Task requirements: Output nothing but the lines from the first line of the entries to the line with "assert!(env.is_empty());", inclusive, exactly as they read.

+++ Supplied material

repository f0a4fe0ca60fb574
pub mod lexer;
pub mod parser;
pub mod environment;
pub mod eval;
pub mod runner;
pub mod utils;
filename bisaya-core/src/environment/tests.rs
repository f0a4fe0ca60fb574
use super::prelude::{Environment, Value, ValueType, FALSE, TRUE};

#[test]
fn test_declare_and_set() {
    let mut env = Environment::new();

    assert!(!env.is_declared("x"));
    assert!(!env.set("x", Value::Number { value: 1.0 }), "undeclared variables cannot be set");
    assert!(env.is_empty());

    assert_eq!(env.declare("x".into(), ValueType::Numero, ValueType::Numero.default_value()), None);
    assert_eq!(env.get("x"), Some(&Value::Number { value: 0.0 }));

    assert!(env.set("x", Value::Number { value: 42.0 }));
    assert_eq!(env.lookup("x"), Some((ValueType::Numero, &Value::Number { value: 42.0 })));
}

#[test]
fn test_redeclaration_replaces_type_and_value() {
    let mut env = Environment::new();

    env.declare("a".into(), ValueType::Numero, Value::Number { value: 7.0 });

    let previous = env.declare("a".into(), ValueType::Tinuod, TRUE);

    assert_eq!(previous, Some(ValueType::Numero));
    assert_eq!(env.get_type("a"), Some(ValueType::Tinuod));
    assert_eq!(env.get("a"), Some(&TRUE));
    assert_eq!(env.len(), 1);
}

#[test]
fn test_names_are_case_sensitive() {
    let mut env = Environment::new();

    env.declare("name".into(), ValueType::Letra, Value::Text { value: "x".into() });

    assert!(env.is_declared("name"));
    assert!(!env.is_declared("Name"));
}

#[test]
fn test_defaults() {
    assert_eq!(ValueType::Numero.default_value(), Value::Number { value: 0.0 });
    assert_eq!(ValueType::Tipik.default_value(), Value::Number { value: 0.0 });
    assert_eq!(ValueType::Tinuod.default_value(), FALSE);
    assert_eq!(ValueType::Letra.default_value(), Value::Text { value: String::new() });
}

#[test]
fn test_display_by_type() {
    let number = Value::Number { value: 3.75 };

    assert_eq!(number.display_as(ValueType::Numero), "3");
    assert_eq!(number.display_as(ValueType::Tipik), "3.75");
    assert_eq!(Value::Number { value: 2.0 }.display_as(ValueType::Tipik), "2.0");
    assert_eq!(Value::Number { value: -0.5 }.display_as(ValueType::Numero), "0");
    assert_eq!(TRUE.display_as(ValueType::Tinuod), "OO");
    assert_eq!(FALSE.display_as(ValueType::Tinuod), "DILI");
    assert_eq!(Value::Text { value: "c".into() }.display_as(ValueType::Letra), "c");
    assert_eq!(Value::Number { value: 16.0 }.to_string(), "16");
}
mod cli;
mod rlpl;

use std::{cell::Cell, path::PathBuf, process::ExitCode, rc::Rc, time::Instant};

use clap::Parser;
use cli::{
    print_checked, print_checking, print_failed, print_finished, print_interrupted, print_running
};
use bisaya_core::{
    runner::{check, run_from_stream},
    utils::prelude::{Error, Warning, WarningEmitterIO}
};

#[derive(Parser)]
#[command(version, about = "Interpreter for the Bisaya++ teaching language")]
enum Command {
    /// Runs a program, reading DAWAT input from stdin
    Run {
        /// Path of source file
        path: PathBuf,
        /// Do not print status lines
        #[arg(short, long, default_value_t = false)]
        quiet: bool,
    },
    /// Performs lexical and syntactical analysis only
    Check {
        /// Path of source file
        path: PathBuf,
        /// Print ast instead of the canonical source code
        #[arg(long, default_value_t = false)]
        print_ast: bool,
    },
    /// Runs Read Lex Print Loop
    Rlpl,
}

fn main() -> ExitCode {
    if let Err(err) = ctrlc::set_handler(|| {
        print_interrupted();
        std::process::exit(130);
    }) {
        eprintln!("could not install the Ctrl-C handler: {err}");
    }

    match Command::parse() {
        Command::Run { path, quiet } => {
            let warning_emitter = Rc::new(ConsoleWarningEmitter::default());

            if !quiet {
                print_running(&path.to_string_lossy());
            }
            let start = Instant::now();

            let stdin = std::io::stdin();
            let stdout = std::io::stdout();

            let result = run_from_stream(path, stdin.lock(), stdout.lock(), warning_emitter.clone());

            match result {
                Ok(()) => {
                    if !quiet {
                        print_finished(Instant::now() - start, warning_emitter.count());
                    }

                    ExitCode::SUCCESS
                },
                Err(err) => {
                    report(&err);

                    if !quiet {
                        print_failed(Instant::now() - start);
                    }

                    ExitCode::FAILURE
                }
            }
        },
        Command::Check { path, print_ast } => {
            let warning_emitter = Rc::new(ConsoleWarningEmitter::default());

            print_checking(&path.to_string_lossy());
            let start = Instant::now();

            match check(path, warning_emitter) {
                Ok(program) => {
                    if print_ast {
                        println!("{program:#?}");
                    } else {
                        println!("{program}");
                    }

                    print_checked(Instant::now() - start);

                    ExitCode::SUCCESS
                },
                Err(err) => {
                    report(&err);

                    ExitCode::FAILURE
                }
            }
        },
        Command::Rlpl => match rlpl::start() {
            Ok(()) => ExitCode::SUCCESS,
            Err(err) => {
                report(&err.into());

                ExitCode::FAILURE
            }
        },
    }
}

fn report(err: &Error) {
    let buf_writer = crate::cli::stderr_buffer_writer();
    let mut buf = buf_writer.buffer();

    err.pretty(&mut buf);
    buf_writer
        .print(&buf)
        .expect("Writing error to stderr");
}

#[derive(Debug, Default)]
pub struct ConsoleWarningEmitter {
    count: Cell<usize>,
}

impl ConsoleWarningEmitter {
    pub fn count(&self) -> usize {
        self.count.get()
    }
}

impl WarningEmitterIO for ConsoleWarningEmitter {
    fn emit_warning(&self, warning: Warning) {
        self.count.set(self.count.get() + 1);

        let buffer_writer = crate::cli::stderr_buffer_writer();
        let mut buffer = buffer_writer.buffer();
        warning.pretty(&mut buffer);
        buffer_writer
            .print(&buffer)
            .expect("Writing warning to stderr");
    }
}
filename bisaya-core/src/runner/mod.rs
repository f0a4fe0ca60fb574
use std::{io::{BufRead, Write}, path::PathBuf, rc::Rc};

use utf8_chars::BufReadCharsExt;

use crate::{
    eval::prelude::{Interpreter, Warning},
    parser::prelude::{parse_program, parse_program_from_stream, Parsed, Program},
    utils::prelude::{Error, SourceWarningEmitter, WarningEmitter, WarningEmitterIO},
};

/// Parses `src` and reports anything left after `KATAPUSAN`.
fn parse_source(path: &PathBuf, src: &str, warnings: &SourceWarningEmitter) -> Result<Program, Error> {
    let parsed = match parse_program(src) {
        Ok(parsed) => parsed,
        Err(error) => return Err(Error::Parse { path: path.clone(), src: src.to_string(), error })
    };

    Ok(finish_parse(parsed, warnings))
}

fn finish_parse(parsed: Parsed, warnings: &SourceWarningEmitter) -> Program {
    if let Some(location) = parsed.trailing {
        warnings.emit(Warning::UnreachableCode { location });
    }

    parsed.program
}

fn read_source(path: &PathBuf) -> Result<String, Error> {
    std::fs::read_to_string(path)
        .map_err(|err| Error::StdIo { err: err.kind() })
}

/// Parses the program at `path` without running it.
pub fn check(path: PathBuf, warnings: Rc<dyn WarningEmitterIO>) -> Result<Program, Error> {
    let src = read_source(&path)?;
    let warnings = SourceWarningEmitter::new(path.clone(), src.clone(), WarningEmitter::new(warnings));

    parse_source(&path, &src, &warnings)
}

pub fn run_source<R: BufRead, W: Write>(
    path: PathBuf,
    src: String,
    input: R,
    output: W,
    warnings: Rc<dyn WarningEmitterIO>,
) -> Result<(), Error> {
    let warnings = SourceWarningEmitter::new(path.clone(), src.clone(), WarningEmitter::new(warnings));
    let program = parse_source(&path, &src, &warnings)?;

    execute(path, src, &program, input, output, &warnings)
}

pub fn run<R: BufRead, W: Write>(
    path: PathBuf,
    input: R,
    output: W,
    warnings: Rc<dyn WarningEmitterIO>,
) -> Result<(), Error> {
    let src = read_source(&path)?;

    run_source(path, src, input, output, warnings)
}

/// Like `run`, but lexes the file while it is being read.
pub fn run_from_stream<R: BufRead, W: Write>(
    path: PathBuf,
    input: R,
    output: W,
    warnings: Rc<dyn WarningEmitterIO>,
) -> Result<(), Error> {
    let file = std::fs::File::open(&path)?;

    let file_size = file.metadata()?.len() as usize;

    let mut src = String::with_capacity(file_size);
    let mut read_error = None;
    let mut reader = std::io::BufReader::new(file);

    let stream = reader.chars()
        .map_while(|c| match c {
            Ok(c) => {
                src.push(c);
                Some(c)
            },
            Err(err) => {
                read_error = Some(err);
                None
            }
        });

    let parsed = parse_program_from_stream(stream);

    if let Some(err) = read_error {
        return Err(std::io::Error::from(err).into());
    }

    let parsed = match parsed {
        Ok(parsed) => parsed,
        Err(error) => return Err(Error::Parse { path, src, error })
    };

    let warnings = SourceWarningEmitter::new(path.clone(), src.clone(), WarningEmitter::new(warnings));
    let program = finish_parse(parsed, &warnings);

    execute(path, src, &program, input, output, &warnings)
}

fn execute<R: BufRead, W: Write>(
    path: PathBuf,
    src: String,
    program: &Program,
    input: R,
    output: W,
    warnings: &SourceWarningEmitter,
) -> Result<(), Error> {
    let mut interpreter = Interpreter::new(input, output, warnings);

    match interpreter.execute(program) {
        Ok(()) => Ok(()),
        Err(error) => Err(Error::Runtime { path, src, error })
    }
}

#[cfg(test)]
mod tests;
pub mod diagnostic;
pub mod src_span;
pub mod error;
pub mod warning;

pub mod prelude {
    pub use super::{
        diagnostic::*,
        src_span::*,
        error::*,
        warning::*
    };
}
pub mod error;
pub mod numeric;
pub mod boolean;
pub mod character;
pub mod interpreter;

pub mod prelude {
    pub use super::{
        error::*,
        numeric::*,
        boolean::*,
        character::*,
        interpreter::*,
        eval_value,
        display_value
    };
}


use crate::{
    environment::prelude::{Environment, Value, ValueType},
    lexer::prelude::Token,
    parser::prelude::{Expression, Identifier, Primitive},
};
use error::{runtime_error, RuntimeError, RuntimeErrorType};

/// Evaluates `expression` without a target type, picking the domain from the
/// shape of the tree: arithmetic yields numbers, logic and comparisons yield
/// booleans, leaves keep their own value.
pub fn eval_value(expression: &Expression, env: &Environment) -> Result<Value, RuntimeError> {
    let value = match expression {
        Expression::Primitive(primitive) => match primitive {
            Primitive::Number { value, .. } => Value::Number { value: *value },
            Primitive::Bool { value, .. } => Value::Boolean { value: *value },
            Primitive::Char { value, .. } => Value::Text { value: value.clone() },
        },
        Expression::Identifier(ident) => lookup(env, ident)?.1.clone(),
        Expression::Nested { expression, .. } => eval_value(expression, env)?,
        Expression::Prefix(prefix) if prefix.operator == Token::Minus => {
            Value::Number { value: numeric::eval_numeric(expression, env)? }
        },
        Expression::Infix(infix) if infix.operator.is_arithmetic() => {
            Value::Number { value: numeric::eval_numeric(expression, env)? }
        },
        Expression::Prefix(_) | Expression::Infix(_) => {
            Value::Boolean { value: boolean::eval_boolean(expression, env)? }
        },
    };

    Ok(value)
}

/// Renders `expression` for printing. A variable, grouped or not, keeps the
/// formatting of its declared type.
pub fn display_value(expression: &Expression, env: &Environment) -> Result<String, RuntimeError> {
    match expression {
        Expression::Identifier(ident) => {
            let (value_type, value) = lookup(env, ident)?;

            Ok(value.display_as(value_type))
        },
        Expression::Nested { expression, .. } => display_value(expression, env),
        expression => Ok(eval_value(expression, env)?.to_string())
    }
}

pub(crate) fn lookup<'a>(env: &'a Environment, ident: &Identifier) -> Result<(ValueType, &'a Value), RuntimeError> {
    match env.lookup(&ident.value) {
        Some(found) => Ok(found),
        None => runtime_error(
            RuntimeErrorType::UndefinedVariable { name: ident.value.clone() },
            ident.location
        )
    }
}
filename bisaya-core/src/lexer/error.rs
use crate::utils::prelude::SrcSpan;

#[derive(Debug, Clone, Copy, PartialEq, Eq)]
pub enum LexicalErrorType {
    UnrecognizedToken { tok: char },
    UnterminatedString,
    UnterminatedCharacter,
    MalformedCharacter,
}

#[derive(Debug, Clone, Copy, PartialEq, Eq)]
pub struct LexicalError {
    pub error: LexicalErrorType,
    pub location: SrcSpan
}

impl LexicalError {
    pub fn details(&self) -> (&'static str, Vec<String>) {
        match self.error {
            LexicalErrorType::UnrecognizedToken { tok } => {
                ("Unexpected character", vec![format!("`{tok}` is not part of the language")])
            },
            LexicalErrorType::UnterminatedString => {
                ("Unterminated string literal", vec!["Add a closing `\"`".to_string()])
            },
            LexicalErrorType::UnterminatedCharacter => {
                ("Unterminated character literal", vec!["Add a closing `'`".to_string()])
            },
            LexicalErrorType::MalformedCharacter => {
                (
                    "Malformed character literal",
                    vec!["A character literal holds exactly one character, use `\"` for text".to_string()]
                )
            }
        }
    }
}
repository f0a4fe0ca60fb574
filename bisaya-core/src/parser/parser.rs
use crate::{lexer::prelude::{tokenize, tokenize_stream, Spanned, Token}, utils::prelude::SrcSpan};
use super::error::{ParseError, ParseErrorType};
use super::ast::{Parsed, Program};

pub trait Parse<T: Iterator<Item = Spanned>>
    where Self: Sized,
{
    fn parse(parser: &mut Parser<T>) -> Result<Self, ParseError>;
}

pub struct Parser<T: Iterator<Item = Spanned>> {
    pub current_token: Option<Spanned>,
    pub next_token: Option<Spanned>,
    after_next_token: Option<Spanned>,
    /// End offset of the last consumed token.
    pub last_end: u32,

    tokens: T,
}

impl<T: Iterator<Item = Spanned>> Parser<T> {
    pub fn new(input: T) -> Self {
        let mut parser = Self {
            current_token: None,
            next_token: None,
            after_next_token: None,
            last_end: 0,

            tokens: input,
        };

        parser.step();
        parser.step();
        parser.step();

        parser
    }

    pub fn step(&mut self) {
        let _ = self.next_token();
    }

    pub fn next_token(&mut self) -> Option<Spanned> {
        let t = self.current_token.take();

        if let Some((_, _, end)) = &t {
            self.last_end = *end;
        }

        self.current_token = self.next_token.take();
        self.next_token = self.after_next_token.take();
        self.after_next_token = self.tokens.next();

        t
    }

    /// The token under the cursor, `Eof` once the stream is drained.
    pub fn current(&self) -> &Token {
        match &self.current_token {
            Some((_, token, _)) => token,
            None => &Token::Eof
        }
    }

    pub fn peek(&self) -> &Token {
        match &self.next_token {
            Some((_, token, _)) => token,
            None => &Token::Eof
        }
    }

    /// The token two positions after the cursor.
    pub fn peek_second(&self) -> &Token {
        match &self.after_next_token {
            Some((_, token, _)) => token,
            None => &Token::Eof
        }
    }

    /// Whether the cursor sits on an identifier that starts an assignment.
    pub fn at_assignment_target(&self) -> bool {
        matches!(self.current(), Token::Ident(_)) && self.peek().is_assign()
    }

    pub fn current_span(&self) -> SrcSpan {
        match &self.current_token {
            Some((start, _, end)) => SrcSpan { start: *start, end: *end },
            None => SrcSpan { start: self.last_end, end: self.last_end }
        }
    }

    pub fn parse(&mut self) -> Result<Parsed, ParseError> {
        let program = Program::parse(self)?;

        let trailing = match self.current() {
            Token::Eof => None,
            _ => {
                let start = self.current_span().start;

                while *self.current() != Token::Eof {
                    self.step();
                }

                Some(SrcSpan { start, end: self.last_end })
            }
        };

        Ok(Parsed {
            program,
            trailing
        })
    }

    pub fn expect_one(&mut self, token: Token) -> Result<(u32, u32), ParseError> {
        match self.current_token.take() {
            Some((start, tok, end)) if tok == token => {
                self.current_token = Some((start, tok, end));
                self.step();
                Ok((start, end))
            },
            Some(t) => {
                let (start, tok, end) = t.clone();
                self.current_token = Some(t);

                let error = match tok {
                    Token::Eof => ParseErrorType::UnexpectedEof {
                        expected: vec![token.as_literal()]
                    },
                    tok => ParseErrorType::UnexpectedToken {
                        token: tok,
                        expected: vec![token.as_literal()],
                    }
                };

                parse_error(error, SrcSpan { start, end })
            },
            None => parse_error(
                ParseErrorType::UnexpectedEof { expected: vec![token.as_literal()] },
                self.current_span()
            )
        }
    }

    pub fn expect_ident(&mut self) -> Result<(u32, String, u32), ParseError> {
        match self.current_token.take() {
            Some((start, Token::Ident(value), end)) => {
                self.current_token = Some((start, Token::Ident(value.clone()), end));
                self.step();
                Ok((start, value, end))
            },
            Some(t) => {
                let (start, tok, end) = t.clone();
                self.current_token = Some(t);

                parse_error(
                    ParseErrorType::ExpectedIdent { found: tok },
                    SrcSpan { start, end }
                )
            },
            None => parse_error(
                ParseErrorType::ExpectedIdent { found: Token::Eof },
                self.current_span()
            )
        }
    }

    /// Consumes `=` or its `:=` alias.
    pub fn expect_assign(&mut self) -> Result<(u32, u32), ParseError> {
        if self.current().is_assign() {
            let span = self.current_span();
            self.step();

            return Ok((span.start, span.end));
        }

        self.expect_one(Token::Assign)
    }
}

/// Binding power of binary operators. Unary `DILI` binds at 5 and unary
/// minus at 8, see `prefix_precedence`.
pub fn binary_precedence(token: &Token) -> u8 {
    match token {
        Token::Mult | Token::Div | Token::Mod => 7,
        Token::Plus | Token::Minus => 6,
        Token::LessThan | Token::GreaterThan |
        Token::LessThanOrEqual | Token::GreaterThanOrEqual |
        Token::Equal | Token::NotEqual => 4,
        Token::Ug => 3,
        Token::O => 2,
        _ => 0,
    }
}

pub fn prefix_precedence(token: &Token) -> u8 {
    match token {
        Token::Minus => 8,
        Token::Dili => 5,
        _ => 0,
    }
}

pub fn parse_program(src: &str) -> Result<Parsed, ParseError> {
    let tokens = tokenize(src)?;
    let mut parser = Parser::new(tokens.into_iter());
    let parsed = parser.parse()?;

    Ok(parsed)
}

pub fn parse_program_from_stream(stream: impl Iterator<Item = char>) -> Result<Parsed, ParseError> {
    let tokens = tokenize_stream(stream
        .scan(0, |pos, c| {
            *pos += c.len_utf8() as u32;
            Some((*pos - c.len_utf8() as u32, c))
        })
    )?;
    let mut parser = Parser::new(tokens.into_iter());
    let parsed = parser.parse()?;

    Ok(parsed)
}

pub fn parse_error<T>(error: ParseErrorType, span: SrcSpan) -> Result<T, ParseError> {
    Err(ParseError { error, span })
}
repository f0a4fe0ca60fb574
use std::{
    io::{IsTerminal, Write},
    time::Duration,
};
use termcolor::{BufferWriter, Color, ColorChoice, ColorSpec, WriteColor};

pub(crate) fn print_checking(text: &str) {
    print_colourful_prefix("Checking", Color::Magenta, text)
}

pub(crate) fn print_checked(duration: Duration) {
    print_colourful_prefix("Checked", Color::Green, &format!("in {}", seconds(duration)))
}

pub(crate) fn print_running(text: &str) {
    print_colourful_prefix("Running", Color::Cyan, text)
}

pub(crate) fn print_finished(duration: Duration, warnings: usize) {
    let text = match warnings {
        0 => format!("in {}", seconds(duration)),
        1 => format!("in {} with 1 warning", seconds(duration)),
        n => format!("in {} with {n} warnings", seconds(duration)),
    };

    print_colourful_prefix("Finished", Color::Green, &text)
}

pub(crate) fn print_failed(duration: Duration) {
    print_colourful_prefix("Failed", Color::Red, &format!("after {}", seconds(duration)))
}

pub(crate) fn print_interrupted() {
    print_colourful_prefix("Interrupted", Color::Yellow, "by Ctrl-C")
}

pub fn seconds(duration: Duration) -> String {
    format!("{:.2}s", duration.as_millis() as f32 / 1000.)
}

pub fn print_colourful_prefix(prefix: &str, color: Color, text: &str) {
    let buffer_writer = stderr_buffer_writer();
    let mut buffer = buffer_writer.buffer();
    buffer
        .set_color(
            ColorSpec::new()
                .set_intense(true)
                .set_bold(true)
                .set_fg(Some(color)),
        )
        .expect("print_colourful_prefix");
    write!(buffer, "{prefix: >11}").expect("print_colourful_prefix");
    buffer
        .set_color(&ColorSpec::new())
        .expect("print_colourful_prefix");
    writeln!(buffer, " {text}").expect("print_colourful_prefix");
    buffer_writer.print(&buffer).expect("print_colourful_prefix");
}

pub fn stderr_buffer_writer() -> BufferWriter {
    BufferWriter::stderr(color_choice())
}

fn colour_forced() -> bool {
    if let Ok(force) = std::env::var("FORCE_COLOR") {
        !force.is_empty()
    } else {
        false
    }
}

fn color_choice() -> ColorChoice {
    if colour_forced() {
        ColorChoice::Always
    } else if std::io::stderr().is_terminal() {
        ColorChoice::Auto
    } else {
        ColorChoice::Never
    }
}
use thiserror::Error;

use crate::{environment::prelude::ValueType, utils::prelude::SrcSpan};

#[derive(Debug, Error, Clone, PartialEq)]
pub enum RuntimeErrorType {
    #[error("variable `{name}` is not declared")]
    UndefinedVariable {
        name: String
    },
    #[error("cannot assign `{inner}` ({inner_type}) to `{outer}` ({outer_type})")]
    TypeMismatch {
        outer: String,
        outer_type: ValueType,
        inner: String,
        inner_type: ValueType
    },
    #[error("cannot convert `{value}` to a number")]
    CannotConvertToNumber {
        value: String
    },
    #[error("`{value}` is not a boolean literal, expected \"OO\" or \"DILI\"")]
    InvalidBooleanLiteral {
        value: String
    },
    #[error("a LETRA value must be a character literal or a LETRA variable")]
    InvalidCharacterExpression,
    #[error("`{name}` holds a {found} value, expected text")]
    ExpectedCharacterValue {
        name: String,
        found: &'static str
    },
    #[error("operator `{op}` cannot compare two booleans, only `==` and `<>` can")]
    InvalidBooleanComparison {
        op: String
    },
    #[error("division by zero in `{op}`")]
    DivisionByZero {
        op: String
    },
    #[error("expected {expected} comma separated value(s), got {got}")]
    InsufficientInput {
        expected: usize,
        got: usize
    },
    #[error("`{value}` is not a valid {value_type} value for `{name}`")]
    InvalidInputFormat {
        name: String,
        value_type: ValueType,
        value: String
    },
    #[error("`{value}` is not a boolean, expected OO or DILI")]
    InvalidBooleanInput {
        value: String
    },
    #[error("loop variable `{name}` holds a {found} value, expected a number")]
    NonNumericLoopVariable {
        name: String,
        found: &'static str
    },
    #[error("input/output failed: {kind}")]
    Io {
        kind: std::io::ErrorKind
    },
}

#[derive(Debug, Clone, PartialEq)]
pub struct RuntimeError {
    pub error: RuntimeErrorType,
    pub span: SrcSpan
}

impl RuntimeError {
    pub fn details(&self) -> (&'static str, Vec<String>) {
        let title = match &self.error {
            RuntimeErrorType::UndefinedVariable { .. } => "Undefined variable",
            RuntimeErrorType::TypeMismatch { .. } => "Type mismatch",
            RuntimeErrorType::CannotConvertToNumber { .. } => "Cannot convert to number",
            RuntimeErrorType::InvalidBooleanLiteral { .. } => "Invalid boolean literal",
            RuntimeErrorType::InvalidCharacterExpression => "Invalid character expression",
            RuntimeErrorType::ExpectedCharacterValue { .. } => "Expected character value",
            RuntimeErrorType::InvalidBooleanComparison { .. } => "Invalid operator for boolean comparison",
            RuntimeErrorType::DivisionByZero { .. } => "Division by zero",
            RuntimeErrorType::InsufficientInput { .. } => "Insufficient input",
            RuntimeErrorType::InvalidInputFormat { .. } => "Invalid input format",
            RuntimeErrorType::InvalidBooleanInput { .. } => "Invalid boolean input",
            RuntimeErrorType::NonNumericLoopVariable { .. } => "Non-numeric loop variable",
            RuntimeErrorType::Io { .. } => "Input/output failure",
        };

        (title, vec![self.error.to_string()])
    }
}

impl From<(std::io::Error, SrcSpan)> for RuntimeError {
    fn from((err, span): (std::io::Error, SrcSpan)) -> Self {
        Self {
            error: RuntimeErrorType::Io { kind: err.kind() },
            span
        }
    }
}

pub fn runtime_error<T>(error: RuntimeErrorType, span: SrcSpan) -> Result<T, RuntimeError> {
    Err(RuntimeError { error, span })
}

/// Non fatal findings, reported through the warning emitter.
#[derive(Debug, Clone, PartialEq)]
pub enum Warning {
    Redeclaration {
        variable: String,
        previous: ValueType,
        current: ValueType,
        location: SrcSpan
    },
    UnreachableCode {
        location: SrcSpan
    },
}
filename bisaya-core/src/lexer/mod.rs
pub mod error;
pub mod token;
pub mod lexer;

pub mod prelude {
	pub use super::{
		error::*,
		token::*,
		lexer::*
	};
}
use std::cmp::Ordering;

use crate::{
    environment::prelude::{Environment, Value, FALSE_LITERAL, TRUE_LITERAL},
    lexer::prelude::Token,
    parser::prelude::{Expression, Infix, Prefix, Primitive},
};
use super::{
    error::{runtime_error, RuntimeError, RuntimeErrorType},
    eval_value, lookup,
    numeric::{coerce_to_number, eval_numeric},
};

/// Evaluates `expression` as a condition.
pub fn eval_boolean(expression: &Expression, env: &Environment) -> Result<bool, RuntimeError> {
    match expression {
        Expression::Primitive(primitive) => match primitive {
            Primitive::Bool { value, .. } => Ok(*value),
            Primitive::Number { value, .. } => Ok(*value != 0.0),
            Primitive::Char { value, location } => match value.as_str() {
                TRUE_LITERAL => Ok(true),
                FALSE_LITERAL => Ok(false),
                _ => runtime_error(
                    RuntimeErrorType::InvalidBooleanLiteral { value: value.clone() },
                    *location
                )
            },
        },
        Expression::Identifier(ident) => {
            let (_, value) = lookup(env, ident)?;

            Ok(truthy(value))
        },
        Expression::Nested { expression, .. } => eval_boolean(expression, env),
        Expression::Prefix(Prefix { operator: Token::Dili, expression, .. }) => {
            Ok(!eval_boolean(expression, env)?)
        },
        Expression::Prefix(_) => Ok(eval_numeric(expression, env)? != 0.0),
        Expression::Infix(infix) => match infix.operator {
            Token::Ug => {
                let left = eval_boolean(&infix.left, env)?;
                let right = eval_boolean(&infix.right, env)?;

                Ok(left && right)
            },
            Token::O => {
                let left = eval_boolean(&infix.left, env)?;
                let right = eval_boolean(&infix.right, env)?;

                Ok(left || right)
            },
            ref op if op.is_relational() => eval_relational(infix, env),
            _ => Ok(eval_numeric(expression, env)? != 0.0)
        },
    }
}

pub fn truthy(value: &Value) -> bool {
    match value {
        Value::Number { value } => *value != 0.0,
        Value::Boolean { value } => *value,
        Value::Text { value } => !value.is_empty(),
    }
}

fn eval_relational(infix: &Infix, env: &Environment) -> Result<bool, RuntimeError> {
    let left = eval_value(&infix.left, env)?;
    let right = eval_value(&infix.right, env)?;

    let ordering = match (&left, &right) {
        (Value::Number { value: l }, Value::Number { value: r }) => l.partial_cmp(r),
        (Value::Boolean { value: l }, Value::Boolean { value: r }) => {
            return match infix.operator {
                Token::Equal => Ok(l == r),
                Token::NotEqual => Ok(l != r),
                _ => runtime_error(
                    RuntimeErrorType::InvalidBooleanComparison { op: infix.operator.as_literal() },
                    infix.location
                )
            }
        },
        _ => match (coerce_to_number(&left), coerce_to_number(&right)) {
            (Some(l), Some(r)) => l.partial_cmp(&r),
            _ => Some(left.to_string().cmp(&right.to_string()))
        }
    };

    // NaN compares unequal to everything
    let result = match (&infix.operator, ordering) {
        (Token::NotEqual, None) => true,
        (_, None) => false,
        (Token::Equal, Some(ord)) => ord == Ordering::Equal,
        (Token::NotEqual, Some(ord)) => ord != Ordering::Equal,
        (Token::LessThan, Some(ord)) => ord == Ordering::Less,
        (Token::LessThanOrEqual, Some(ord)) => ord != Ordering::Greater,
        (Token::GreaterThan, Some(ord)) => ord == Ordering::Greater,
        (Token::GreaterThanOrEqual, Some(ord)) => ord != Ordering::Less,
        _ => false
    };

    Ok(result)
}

++++++

Expected answer:
repository f0a4fe0ca60fb574
pub mod lexer;
pub mod parser;
pub mod environment;
pub mod eval;
pub mod runner;
pub mod utils;
filename bisaya-core/src/environment/tests.rs
repository f0a4fe0ca60fb574
use super::prelude::{Environment, Value, ValueType, FALSE, TRUE};

#[test]
fn test_declare_and_set() {
    let mut env = Environment::new();

    assert!(!env.is_declared("x"));
    assert!(!env.set("x", Value::Number { value: 1.0 }), "undeclared variables cannot be set");
    assert!(env.is_empty());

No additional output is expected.